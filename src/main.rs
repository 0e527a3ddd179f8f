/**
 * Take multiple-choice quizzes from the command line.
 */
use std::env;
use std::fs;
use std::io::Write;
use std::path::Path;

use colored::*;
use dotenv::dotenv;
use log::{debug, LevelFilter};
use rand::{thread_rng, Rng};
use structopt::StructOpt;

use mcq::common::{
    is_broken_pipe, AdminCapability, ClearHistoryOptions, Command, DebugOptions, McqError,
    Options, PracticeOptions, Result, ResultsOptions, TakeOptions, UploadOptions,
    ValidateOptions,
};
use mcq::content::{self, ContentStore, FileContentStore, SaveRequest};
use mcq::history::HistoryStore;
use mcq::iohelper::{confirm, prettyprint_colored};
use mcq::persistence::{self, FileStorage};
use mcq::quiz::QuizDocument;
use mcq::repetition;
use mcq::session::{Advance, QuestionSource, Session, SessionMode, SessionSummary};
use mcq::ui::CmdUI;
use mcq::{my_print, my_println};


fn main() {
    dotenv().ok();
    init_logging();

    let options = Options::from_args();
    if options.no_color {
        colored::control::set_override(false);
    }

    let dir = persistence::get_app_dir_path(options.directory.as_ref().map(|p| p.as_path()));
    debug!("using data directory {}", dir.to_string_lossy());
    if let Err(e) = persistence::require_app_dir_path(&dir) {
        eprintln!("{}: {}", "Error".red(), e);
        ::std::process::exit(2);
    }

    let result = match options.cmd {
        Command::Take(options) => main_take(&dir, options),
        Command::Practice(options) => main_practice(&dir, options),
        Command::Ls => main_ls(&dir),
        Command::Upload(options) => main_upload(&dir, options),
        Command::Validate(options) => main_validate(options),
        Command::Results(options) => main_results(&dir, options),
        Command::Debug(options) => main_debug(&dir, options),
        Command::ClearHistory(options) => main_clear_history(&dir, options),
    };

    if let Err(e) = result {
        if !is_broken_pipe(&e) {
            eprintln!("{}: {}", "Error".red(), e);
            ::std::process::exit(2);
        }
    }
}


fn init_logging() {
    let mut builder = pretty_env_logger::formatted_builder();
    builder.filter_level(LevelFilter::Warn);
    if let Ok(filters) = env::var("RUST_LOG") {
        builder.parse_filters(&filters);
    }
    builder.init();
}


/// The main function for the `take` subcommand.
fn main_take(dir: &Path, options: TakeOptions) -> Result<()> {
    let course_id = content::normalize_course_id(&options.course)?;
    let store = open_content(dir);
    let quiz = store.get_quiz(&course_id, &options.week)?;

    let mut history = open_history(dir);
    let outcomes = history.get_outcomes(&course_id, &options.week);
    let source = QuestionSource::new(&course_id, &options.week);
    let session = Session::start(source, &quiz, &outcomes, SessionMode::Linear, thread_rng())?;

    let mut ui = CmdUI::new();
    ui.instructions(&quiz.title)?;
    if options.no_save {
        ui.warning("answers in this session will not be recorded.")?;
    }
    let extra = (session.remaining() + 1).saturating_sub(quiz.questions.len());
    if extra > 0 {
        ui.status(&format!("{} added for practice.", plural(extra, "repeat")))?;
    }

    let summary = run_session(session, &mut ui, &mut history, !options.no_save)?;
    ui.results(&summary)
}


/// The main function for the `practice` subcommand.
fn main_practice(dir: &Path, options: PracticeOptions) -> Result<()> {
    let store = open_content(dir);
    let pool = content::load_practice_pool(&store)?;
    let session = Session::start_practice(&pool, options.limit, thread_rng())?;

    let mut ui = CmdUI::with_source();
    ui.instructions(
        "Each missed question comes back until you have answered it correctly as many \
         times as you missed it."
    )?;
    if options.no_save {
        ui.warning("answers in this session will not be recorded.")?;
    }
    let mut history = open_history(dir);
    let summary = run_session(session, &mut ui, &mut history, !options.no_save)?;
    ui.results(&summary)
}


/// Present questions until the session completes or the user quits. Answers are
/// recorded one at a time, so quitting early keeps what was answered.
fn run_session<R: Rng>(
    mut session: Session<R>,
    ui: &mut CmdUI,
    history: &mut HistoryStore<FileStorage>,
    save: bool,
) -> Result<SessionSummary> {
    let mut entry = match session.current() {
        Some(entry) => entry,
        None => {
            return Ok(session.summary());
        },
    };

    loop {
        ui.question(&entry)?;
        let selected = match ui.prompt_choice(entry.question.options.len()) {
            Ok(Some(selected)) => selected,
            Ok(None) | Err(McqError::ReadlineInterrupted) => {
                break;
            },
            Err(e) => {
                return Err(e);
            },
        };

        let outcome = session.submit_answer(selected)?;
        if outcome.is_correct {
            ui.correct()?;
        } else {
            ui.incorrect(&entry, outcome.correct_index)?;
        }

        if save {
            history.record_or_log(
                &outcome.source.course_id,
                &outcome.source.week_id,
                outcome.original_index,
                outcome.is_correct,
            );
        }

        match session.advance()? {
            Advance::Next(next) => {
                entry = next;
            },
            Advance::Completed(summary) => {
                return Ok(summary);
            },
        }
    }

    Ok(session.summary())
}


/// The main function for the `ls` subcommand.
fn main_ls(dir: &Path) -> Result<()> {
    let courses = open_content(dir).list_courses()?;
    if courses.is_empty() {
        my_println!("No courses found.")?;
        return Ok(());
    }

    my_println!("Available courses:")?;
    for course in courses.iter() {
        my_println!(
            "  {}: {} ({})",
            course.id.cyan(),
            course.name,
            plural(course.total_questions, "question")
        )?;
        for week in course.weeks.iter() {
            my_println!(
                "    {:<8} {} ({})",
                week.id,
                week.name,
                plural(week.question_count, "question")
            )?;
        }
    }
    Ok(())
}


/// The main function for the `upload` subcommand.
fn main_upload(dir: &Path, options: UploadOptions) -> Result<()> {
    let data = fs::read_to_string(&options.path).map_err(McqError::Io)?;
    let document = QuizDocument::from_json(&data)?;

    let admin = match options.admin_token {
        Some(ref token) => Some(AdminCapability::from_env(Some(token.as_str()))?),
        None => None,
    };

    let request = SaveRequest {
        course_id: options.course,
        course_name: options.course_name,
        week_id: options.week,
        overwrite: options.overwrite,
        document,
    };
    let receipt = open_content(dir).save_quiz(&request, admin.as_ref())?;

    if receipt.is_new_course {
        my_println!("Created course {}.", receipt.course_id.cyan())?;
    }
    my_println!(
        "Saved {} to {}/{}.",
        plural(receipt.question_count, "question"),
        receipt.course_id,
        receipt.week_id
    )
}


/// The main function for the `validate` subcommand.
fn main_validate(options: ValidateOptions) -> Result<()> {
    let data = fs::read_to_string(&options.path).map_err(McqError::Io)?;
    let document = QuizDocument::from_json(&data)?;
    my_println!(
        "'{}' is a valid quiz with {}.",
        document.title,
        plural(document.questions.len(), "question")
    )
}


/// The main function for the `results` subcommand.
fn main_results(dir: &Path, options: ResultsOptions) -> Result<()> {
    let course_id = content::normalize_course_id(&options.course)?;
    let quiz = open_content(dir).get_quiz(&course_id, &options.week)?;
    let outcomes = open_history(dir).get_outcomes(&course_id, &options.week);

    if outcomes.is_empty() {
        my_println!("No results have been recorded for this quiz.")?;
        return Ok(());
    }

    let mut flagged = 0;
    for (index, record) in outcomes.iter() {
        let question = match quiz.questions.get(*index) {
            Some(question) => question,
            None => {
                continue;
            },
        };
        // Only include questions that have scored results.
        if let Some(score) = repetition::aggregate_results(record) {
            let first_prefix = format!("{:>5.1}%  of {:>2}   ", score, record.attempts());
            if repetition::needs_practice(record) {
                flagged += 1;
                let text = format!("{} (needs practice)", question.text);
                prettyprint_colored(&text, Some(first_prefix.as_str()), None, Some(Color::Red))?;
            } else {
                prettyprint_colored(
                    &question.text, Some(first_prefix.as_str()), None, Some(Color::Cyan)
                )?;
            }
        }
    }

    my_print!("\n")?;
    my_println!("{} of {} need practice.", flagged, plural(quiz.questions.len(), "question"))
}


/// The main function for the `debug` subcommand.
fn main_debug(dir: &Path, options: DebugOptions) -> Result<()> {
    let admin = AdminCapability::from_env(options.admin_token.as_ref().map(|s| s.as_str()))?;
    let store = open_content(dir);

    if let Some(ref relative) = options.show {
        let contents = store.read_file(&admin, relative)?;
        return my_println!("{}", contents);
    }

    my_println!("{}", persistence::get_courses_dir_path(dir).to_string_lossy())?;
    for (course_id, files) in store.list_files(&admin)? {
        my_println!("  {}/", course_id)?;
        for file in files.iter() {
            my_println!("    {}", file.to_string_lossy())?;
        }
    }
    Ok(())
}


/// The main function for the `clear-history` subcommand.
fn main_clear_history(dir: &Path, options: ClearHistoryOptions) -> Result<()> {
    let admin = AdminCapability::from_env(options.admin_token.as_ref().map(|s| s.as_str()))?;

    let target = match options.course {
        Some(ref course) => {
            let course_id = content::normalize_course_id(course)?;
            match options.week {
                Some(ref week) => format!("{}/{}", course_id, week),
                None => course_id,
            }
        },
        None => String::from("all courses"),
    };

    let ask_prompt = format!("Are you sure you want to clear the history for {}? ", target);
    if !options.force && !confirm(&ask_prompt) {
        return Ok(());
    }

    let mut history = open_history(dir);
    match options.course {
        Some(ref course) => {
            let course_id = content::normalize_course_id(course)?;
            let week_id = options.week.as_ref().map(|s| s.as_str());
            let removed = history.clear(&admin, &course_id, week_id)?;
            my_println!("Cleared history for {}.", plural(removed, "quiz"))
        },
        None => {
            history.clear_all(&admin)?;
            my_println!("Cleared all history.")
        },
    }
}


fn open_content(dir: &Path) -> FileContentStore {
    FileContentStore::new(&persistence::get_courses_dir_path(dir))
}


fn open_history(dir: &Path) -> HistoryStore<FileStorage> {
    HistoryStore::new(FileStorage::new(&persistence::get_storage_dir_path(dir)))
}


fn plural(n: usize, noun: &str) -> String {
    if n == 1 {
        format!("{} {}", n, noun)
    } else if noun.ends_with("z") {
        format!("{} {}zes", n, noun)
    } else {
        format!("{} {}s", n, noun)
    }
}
^^^^^^^^^^^^^^^^
- [Action item] Reproduce verbatim the lines above, from the line with "let question = match" through the line with "have scored results.".

- [Written reply]
        let question = match quiz.questions.get(*index) {
            Some(question) => question,
            None => {
                continue;
            },
        };
        // Only include questions that have scored results.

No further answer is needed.